WHAT YOU SHOULD DO: Among the lines below, tally those that contain "feature" and respond with the total only.

EXERCISE DATA:

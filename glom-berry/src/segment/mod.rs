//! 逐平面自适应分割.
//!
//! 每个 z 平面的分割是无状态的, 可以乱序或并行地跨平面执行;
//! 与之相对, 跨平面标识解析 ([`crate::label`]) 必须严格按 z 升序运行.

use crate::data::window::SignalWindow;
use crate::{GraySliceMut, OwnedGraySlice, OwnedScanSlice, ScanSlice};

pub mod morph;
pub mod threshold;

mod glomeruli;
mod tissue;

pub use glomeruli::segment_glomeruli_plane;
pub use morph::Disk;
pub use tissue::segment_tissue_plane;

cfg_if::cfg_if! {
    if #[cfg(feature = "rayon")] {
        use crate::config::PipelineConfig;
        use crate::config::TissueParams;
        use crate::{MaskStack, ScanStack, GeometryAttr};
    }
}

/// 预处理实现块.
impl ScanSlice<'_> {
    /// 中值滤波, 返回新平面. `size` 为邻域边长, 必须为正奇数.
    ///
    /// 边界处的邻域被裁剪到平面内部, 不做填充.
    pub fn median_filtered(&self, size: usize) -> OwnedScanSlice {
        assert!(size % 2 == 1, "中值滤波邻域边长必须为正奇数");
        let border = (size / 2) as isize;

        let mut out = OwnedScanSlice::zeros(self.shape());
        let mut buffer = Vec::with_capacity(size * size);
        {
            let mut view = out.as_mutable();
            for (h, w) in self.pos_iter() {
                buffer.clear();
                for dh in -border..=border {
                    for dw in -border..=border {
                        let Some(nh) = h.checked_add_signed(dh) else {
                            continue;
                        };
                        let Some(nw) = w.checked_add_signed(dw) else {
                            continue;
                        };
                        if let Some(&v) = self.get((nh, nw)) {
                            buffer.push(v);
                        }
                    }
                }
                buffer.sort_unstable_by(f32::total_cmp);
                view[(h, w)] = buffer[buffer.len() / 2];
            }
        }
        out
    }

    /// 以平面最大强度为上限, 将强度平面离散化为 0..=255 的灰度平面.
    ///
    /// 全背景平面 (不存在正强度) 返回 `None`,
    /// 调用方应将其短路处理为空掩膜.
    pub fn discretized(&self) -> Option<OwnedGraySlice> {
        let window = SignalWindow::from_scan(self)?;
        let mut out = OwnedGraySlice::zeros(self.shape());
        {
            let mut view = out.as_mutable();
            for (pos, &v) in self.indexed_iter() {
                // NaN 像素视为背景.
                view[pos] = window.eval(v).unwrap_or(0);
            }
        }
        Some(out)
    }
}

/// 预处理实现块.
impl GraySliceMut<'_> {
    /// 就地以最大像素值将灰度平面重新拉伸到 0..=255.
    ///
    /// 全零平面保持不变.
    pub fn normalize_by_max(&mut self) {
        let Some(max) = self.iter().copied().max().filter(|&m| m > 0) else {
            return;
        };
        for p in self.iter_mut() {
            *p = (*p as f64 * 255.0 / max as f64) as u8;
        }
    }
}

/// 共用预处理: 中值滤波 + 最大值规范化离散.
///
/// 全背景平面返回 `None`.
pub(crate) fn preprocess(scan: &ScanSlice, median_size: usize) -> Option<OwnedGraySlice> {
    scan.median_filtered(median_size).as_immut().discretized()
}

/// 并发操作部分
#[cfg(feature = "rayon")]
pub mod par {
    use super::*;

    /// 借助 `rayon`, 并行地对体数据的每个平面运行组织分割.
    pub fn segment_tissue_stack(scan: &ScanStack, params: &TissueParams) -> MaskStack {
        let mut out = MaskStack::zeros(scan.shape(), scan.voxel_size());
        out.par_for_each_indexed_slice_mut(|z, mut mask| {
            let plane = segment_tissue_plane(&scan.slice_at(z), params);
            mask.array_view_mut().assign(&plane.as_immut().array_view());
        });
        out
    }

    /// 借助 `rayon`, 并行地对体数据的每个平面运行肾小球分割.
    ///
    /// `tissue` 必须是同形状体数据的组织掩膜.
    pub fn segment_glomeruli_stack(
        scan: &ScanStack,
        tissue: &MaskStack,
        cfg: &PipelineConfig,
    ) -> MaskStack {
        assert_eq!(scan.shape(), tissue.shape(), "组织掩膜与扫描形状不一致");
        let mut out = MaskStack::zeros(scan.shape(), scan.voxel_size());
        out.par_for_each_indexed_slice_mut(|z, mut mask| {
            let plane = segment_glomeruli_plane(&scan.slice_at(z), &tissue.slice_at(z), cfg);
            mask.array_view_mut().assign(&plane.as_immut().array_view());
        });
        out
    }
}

FINISHED TASK: 2